Monasterio de El Escorial, ayer

De todas las dietas que conozco, la dieta del silencio es la que mejor arranca las grasas saturadas del cerebro. No cuenta, naturalmente, el breve intercambio de palabras con un camarero solícito -“una Alhambra sin copa, por favor”- ni los desvelos sociales que impone tener un perro tan simpático, zascandil y seductor como mi Bronte. Hoy, de buena mañana, trotábamos ambos por el bosque de la Herrería, en San Lorenzo del Escorial, pateando hojas en variopintos ocres pasados por la humedad densa del rocío, cuando se nos cruzó una mujer embutida en abrigo de piel de especie protegida, melena rubia rala ahuecada con esfuerzo y laca, edad difuminada por los rellenos faciales y bolso con logo francés de Rue Saint Honorè.
Mi Bronte -que tiene pedigree en su paladar zahíno pero el desenfadado encanto del chucho callejero- mostró un interés relativo por su perro de aguas reluciente y recién cepillado y mientras se olisqueaban los respectivos traseros nosotras comentamos lo guapos que eran ambos (mis hijas se encelan porque dicen que nunca dije eso de ellas).

Bronte

Un kilómetro y medio después nos dimos de bruces con una pandilla perruna que andaba criticando a “esa vieja rubia del visón que se intentó ligar a Felipe, menuda tipa. Aunque igual no es tan vieja, es que está mal conservada”. Me hizo gracia la coincidencia. Evidentemente hablaban de la de antes. Sin piedad.

Las conversaciones sociales a menudo son así de crueles e inconsistentes. Yo me reservo la crueldad para debates en silencio. No diré soliloquios, sino diálogos complejos en los que a veces interviene un tercero (mis tríos nunca fueron carnales, con esa tara monjil me iré a la tumba). Los cuartetos de cuerda, me parece, son un reflejo de esas tertulias mentales que un día capturó un compositor y las volcó sobre una partitura. Mi partitura está deshilachada y a ratos la interpreta un mono puesto de crack. Otra se deja llevar por las circunstancias o los momentos flashback.
He vuelto al lugar del crimen, de eso hablo. Al llamado “marco incomparable” a una hora de Madrid donde me hice periodista.

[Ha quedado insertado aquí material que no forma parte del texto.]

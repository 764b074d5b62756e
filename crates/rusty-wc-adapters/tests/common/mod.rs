#![allow(dead_code)]

use alloy::primitives::Address;
use serde_json::json;

use rusty_wc_adapters::{
    Eip155ActionTranslator, InMemorySessionPersistence, KeystoreSigner, ManualClock,
    RecordingNotifier, RecordingProtocolClient, StaticActiveChains,
};
use rusty_wc_core::{
    Account, Broker, BrokerConfig, BrokerNotification, ProtocolCommand, ProtocolEvent, Session,
    SessionProposal, SessionRequest, TimestampMs,
};

pub const NOW_MS: u64 = 1_739_750_400_000;
pub const SESSION_TTL_MS: u64 = 7 * 24 * 60 * 60 * 1000;

pub type TestBroker = Broker<
    RecordingProtocolClient,
    StaticActiveChains,
    Eip155ActionTranslator,
    KeystoreSigner,
    RecordingNotifier,
    ManualClock,
    InMemorySessionPersistence,
>;

pub fn owner_address() -> Address {
    "0x1000000000000000000000000000000000000001"
        .parse()
        .expect("valid owner address")
}

pub fn account(chain: u64) -> Account {
    format!("eip155:{chain}:{}", owner_address())
        .parse()
        .expect("valid account")
}

pub fn new_broker(accounts: Vec<Account>) -> TestBroker {
    new_broker_with(accounts, BrokerConfig::default(), false)
}

pub fn new_broker_with(
    accounts: Vec<Account>,
    config: BrokerConfig,
    allow_eth_sign: bool,
) -> TestBroker {
    new_broker_on(
        accounts,
        config,
        allow_eth_sign,
        InMemorySessionPersistence::default(),
    )
}

pub fn new_broker_on(
    accounts: Vec<Account>,
    config: BrokerConfig,
    allow_eth_sign: bool,
    persistence: InMemorySessionPersistence,
) -> TestBroker {
    let signer = KeystoreSigner::new([owner_address()]);
    let (broker, _report) = Broker::new(
        RecordingProtocolClient::default(),
        StaticActiveChains::new(accounts),
        Eip155ActionTranslator::new(allow_eth_sign),
        signer,
        RecordingNotifier::default(),
        ManualClock::at(NOW_MS),
        persistence,
        config,
    )
    .expect("broker");
    broker
}

pub fn proposal(id: u64, chains: &[&str]) -> SessionProposal {
    serde_json::from_value(json!({
        "id": id,
        "proposer": {
            "name": format!("dApp {id}"),
            "url": format!("https://dapp{id}.example"),
            "icons": []
        },
        "requiredNamespaces": {
            "eip155": {
                "chains": chains,
                "methods": [
                    "eth_sendTransaction",
                    "eth_sign",
                    "personal_sign",
                    "eth_signTypedData_v4"
                ],
                "events": ["chainChanged", "accountsChanged"]
            }
        }
    }))
    .expect("valid proposal")
}

/// Proposes, approves and settles a session the way the peer would, using
/// the namespaces the broker actually granted.
pub fn establish_session(broker: &mut TestBroker, proposal_id: u64, topic: &str, chains: &[&str]) {
    let proposal = proposal(proposal_id, chains);
    broker
        .handle_event(ProtocolEvent::SessionProposal(proposal.clone()))
        .expect("proposal accepted");
    broker
        .on_user_decision(proposal_id, true)
        .expect("approve proposal");

    let namespaces = broker
        .protocol
        .sent()
        .expect("sent commands")
        .into_iter()
        .rev()
        .find_map(|c| match c {
            ProtocolCommand::Approve {
                proposal_id: id,
                namespaces,
            } if id == proposal_id => Some(namespaces),
            _ => None,
        })
        .expect("approve command sent");

    broker
        .handle_event(ProtocolEvent::SessionSettled {
            proposal_id: Some(proposal_id),
            session: Session {
                topic: topic.to_owned(),
                peer: proposal.proposer,
                namespaces,
                required_namespaces: proposal.required_namespaces,
                expires_at_ms: TimestampMs(NOW_MS + SESSION_TTL_MS),
            },
        })
        .expect("session settled");
    broker.protocol.take().expect("clear protocol log");
    broker.notifier.take();
}

pub fn request(id: u64, topic: &str, chain: &str, method: &str, params: serde_json::Value) -> SessionRequest {
    SessionRequest {
        id,
        topic: topic.to_owned(),
        chain_id: chain.to_owned(),
        method: method.to_owned(),
        params,
    }
}

pub fn responses(broker: &TestBroker) -> Vec<(String, rusty_wc_core::JsonRpcResponse)> {
    broker
        .protocol
        .sent()
        .expect("sent commands")
        .into_iter()
        .filter_map(|c| match c {
            ProtocolCommand::Respond { topic, response } => Some((topic, response)),
            _ => None,
        })
        .collect()
}

pub fn rejections(broker: &TestBroker) -> Vec<(u64, i64)> {
    broker
        .protocol
        .sent()
        .expect("sent commands")
        .into_iter()
        .filter_map(|c| match c {
            ProtocolCommand::Reject {
                proposal_id,
                reason,
            } => Some((proposal_id, reason.code)),
            _ => None,
        })
        .collect()
}

pub fn awaiting_decision(broker: &TestBroker) -> Vec<u64> {
    broker
        .notifier
        .notifications()
        .into_iter()
        .filter_map(|n| match n {
            BrokerNotification::ProposalAwaitingDecision { proposal } => Some(proposal.id),
            _ => None,
        })
        .collect()
}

Al lugar donde con apenas veinte años aprendí el oficio de hacer preguntas y donde me di cuenta de lo poco mitómana que soy. Al sitio donde tras muchas horas corriendo detrás de ministros, premios Nóbel, escritores/as, investigadores o celebrities de la cultura terminábamos bailando locamente en un antro donde servían deliciosas hamburguesas a precio de estudiante.


He pasado por delante de la iglesia del monasterio donde escuché el Requiem de Mozart más sobrecogedor que recuerdo. Me he detenido delante del Cafetín Croché donde atacábamos aquellos platos de croquetas y albóndigas a deshoras. He pisado las calles sembradas de caserones majestuosos de piedra que siempre se llaman “Villa Amelia” y donde siempre fantaseo con que son de un hombre asquerosamente rico que idealiza a su amada. O quizás -esta es mi versión menos romántica- que le pone los cuernos a su esposa y para calmar la culpa bautiza con su nombre todas sus posesiones.

Casa con hiedra de otoño

He recogido castañas en una bolsa de detritus de perro y he jugado con Bronte a tirárselas muy lejos en la explanada imponente del Monasterio, mientras la neblina anoche nos embriagaba de una luz fantasmal tan imponente que olía a relato de Gustavo Adolfo Becquer. He vuelto al teatrito de Carlos III, a sus butacas de añejo terciopelo azul, y he vuelto a ser la única espectadora que iba sola. La impar entre pares que se daban la mano y comentaban el concierto. Y todo estaba bien.

He sentido que había en mí una cuerda que ya no ha vuelto a vibrar por rota o por falta de afinado, y lo he pensado mientras miraba al intérprete arrancar quejidos a su viola gamba y el primer violín bailaba desgarbado y con la americana abierta de un traje desgastado y sin aliño.
He desayunado con pan de maíz y pasas, mientras anotaba furiosa en un cuaderno a salpicones de tinta como lana enredada que hay que tornar madeja. He dicho no y luego sí y luego no y luego quizás y luego…¿me trae la cuenta, por favor?
Y he sentido, por fin, que el cuarteto de voces gritonas iba calmándose poco a poco. Y que en este silencio pretendido arreciaban las nubes oscuras y empezaba a sonar algo parecido a un adagio cálido de oboe. Y Bronte respiraba dormido y confiado a mis pies. Silencio nutritivo. Otro domingo.